In addition to these declines in big game populations, the safety of big game hunters and rural residents is increasingly at risk as a result of a failure to ensure that big game hunting is practiced in a safe and responsible manner. In particular, the reprehensible practice of spotlighting continues to put both hunters and rural residents at risk.
How did we get here?
The story of Manitoba’s big game crisis is complex. One of the key themes is a lack of sufficient data on big game populations to create effective management plans. In short, Province’s Wildlife Branch budget for big game surveys has been too low for too long. If you don’t know how many big game animals you have in any given area how can you manage effectively?

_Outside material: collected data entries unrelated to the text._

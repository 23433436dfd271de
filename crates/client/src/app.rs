//! Application composition.

use std::sync::Arc;

use crate::config::{ClientConfig, ConfigError};
use crate::infrastructure::{
    clock::SystemRandom,
    memory::InMemoryBackend,
    ports::{AuthPort, LocationRepo, MediaStorePort, RandomPort},
    supabase::{SupabaseAuth, SupabaseClient, SupabaseLocationRepo, SupabaseMediaStore},
};
use crate::repositories::{LocationRepository, MediaStore};
use crate::use_cases::{AuthFlow, ListPresenter, PinComposer};

/// Wired-up client: gateways plus factories for the presenters.
///
/// Built explicitly and passed to whoever needs it; there is no global
/// instance.
pub struct App {
    pub auth: Arc<dyn AuthPort>,
    pub locations: Arc<LocationRepository>,
    pub media: Arc<MediaStore>,
}

impl App {
    pub fn new(
        auth: Arc<dyn AuthPort>,
        location_repo: Arc<dyn LocationRepo>,
        media_port: Arc<dyn MediaStorePort>,
        images_bucket: &str,
        random: Arc<dyn RandomPort>,
    ) -> Self {
        let locations = Arc::new(LocationRepository::new(
            location_repo,
            auth.clone(),
            random.clone(),
        ));
        let media = Arc::new(MediaStore::new(media_port, random, images_bucket));

        Self {
            auth,
            locations,
            media,
        }
    }

    /// Client for the hosted backend described by `config`.
    pub fn supabase(config: &ClientConfig) -> Result<Self, ConfigError> {
        let client = SupabaseClient::new(config)?;

        tracing::info!(
            url = %client.base_url(),
            table = %config.locations_table,
            bucket = %config.images_bucket,
            "Hosted backend client ready"
        );

        Ok(Self::new(
            Arc::new(SupabaseAuth::new(client.clone())),
            Arc::new(SupabaseLocationRepo::new(
                client.clone(),
                &config.locations_table,
            )),
            Arc::new(SupabaseMediaStore::new(client)),
            &config.images_bucket,
            Arc::new(SystemRandom::new()),
        ))
    }

    /// Client over a fresh in-memory backend. The backend is returned as
    /// well so callers can seed accounts.
    pub fn in_memory() -> (Self, InMemoryBackend) {
        let backend = InMemoryBackend::default();
        let app = Self::new(
            Arc::new(backend.clone()),
            Arc::new(backend.clone()),
            Arc::new(backend.clone()),
            crate::config::DEFAULT_IMAGES_BUCKET,
            Arc::new(SystemRandom::new()),
        );
        (app, backend)
    }

    pub fn list_presenter(&self) -> ListPresenter {
        ListPresenter::new(self.locations.clone())
    }

    pub fn pin_composer(&self) -> PinComposer {
        PinComposer::new(self.locations.clone(), self.media.clone())
    }

    pub fn auth_flow(&self) -> AuthFlow {
        AuthFlow::new(self.auth.clone())
    }

    pub async fn has_session(&self) -> bool {
        self.auth_flow().has_session().await
    }
}

#[cfg(test)]
mod tests {
    use super::*;
    use crate::infrastructure::ports::RepoError;
    use crate::use_cases::SaveOutcome;
    use pineat_domain::Coordinates;

    #[tokio::test]
    async fn pins_and_list_share_one_backend() {
        let (app, backend) = App::in_memory();
        backend.add_user("ada@pineat.app", "secret-pass");

        let mut auth = app.auth_flow();
        assert!(auth.sign_in("ada@pineat.app", "secret-pass").await);
        assert!(app.has_session().await);

        let mut composer = app.pin_composer();
        composer.choose(Coordinates::new(41.0, 29.0));
        let outcome = composer.save("Pizza Place", "", None).await;
        assert!(matches!(outcome, SaveOutcome::Saved(_)));

        let mut list = app.list_presenter();
        list.refresh().await;
        assert_eq!(list.locations().len(), 1);
        assert_eq!(list.locations()[0].title(), "Pizza Place");
        assert_eq!(list.locations()[0].latitude(), 41.0);
        assert_eq!(list.locations()[0].longitude(), 29.0);
        assert_eq!(list.locations()[0].image_url(), Some(""));
    }

    #[tokio::test]
    async fn other_users_never_see_my_locations() {
        let (app, backend) = App::in_memory();
        backend.add_user("ada@pineat.app", "secret-pass");
        backend.add_user("bob@pineat.app", "secret-pass");
        let mut auth = app.auth_flow();

        auth.sign_in("ada@pineat.app", "secret-pass").await;
        app.pin_composer().save("Ada's cafe", "", None).await;

        auth.sign_in("bob@pineat.app", "secret-pass").await;
        let mut list = app.list_presenter();
        list.refresh().await;

        assert!(list.all().is_empty());
        assert_eq!(list.error_message(), None);
    }

    #[tokio::test]
    async fn failed_sign_in_blocks_create() {
        let (app, backend) = App::in_memory();
        backend.add_user("ada@pineat.app", "secret-pass");

        let mut auth = app.auth_flow();
        assert!(!auth.sign_in("ada@pineat.app", "wrong").await);
        assert_eq!(auth.error_message(), Some("Invalid login credentials"));

        let err = app
            .locations
            .create(pineat_domain::NewLocation::new("Pizza Place", Coordinates::new(41.0, 29.0)))
            .await
            .unwrap_err();
        assert_eq!(err, RepoError::Unauthenticated);
    }

    #[tokio::test]
    async fn deleted_location_never_comes_back() {
        let (app, backend) = App::in_memory();
        backend.add_user("ada@pineat.app", "secret-pass");
        app.auth_flow().sign_in("ada@pineat.app", "secret-pass").await;
        let mut composer = app.pin_composer();
        let SaveOutcome::Saved(saved) = composer.save("Pizza Place", "", None).await else {
            panic!("Expected Saved");
        };

        let mut list = app.list_presenter();
        list.refresh().await;
        list.remove(saved.id()).await;
        list.refresh().await;

        assert!(list.all().iter().all(|l| l.id() != saved.id()));
        assert_eq!(backend.row_count(), 0);
    }

    #[test]
    fn supabase_app_builds_from_config() {
        let config = ClientConfig::new("https://xyzcompany.supabase.co", "anon-key").unwrap();

        let app = App::supabase(&config).unwrap();

        assert_eq!(app.media.bucket(), "images");
    }
}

Information on harvest rates of big game has also been lacking, primarily because of the three groups of harvesters, only licensed hunters are required to report harvest. The other two, First Nations and Métis, are not required to report harvest and no meaningful effort currently exists to extract voluntary information from these groups. As a result there is no good estimate of harvest. This cripples wildlife manager’s ability to have any chance of effectively managing moose, elk, deer and caribou.
We believe a general lack of resources for wildlife enforcement is also a major problem. In conversations with Conservation Officers (COs) in the field, it appears that funding for officer staffing levels field enforcement is at an all-time low. For example, funding for night surveillance flights to combat illegal spotlighting activities and to deploy mechanical big game decoys has been reduced.
Making the lives of Conservation Officers even more challenging is ambiguous enforcement policy. While the Manitoba Hunting Guide states that “Status Indians may not discharge a rifle or shotgun where it is dangerous to do so”, current enforcement policy does not treat spotlighting by status Indians as inherently unsafe, even in regions with widespread roads and human inhabitation. COs are operating under instructions that they cannot lay charges unless a status Indian is caught spotlighting on private land without permission. This creates an open season for spotlighting in Manitoba.
The Elephant in the Room
A simple truth in big game management is emerging in Manitoba: without significant engagement and policy change by the Province when it comes to First Nations and Métis hunters, it will be impossible to effectively and sustainably manage big game populations.
Manitoba currently has no management plan or structure in place to deal with constitutionally protected aboriginal hunting rights. But creating a structure for the management of aboriginal hunting rights can only be achieved through a process of engagement and inclusion with aboriginal hunters, led by the Province.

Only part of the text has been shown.